Jack se tragó una triste risa.
– No. No fui a la universidad.
– ¡¿No?! -exclamó la viuda-. Fui llevada a creer que habías recibido una educación de caballero.
– ¿Por quién? -preguntó Jack, muy amablemente.
– Lo dice tu manera de hablar.
– Derribado por mi pronunciación. -Miró a la señorita Eversleigh y se encogió de hombros-. Erres inglesas y haches correctas. ¿Qué puede hacer un hombre?
Pero la viuda no estaba dispuesta a abandonar el tema.
– Tienes educación, ¿verdad?
Estuvo tentado de decir que había estudiado en la escuela del pueblo con los muchachos de la localidad, aunque sólo fuera para ver su reacción. Pero les debía algo mejor a sus tíos, así que la miró y le dijo:
– Portora Royal, y luego dos meses en el Trinity College, en Dublín, no en Cambridge, y después seis años de servicio en el ejército de Su Majestad, protegiéndolos a ustedes de la invasión. -Ladeó la cabeza-. Recibiría las gracias ahora, si le parece.
A la viuda se le entreabrieron los labios, agraviada.
– ¿No? -Arqueó las cejas-. Es extraño que a nadie le importe que aquí se siga hablando inglés y haciéndole reverencias al buen rey Jorge.
– A mí sí -dijo la señorita Eversleigh, y cuando él la miró, pestañeó y añadió-: Esto… gracias.
– No hay de qué -dijo él, y cayó en la cuenta de que esa era la primera vez que tenía motivos para decir eso.
De vez en cuando se ensalzaba a los soldados, y era cierto que los uniformes eran eficaces en atraer a las damas, pero a nadie se le ocurría jamás dar las gracias. A él no se las daban, y mucho menos a los hombres que habían sufrido lesiones permanentes o mutilaciones que los desfiguraban.

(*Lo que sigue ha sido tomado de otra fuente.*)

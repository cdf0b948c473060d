pub mod canonical;
pub mod names;
pub mod json_walk;
pub mod fragments;
pub mod line_context;
mod patterns;

use std::fmt;
use tracing::{debug, info, instrument};

use crate::models::Dataset;

pub use canonical::extract_actual_url;
pub use names::{extract_domain_name, extract_potential_names};

/// The strategy that produced a set of records
#[derive(Debug, Clone, Copy, PartialEq, Eq)]
pub enum ParseStrategy {
    StructuredJson,
    RegexFragment,
    LineContext,
}

impl fmt::Display for ParseStrategy {
    fn fmt(&self, f: &mut fmt::Formatter<'_>) -> fmt::Result {
        match self {
            ParseStrategy::StructuredJson => write!(f, "JSON"),
            ParseStrategy::RegexFragment => write!(f, "FRAGMENT"),
            ParseStrategy::LineContext => write!(f, "LINE"),
        }
    }
}

/// Result of parsing one input text
///
/// A document that parses as JSON is handled by the structured walk alone.
/// Anything else goes through both the fragment scan and the line scan, whose
/// results are kept separately here and concatenated by `into_records`.
#[derive(Debug, Clone, PartialEq, Eq)]
pub enum ParseOutcome {
    StructuredJson(Dataset),
    Textual {
        fragments: Dataset, // Records from the regex fragment scan
        lines: Dataset,     // Records from the contextual line scan
    },
}

impl ParseOutcome {
    /// Strategies that contributed to this outcome, in the order they ran
    pub fn strategies(&self) -> &'static [ParseStrategy] {
        match self {
            ParseOutcome::StructuredJson(_) => &[ParseStrategy::StructuredJson],
            ParseOutcome::Textual { .. } => &[ParseStrategy::RegexFragment, ParseStrategy::LineContext],
        }
    }

    /// Total number of records, duplicates included
    pub fn len(&self) -> usize {
        match self {
            ParseOutcome::StructuredJson(records) => records.len(),
            ParseOutcome::Textual { fragments, lines } => fragments.len() + lines.len(),
        }
    }

    pub fn is_empty(&self) -> bool {
        self.len() == 0
    }

    /// Flattens the outcome into one dataset, fragment records before line records
    pub fn into_records(self) -> Dataset {
        match self {
            ParseOutcome::StructuredJson(records) => records,
            ParseOutcome::Textual { mut fragments, lines } => {
                fragments.extend(lines);
                fragments
            }
        }
    }
}

/// Parses raw file content into resource records
///
/// This function performs the following steps:
/// 1. If the trimmed text looks like a JSON document and parses, walks it structurally
/// 2. Otherwise scans the raw text for name/url field fragments
/// 3. And additionally pairs URLs with names line by line
///
/// The fragment and line scans overlap on purpose; repeated records are left
/// for deduplication.
///
/// # Arguments
/// * `content` - Full text of an input file
///
/// # Returns
/// * `ParseOutcome` - Records tagged with the strategy that found them
#[instrument(level = "debug", skip_all, fields(bytes = content.len()))]
pub fn parse_content(content: &str) -> ParseOutcome {
    let trimmed = content.trim();
    if trimmed.starts_with('{') || trimmed.starts_with('[') {
        match serde_json::from_str::<serde_json::Value>(content) {
            Ok(document) => {
                let records = json_walk::walk_json(&document, "");
                info!("Parsed content as a JSON document, {} records", records.len());
                return ParseOutcome::StructuredJson(records);
            }
            Err(e) => {
                info!("Full JSON parse failed ({}), falling back to fragment scan", e);
            }
        }
    } else {
        debug!("Content is not a JSON document, using fragment and line scans");
    }

    let fragments = fragments::parse_fragments(content);
    let lines = line_context::parse_lines_with_context(content);
    info!(
        "Text scan complete: {} fragment records, {} line records",
        fragments.len(),
        lines.len()
    );

    ParseOutcome::Textual { fragments, lines }
}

– Dígale a todo el mundo que fuimos compañeros en clases de esgrima -le dijo a la señorita Eversleigh, haciendo todo lo posible por desentenderse de la viuda-. Es un engaño tan bueno como cualquier otro. Wyndham dice que es pasable con una espada, ¿es cierto?
– No lo sé -repuso ella.
Claro, ¿cómo iba a saberlo? Pero qué más daba. Si Wyndham decía que era pasable, casi seguro que era un experto. Estarían igualados si alguna vez tenían que ofrecer una prueba de la mentira. La esgrima era la asignatura que se le daba mejor en el colegio. Posiblemente ese fue el único motivo de que lo dejaran continuar hasta los dieciocho años.
– ¿Vamos? -musitó, moviendo la cabeza hacia la puerta.
– El dormitorio de seda azul -gritó la viuda, en tono agrio.
– No le gusta que la dejen fuera de una conversación, ¿verdad? -musitó él, de forma que sólo pudiera oírlo la señorita Eversleigh.
Sabía que ella no podía contestarle, estando tan cerca su empleadora, pero la vio desviar los ojos como para ocultar su diversión.
– Usted también puede retirarse por esta noche, señorita Eversleigh -dijo la viuda, en tono de orden.
Grace se giró a mirarla sorprendida.
– ¿No desea que la atienda? Aun es temprano.
– Nancy puede atenderme -contestó la viuda, con los labios algo fruncidos-. Tiene una mano aceptable para soltar los botones y, más importante aún, no dice ni una sola palabra. Eso lo encuentro un buen rasgo en una criada.
Puesto que ella guardaba silencio con más frecuencia que menos, Grace decidió tomar eso como un cumplido y no como el insulto final que pretendía ser.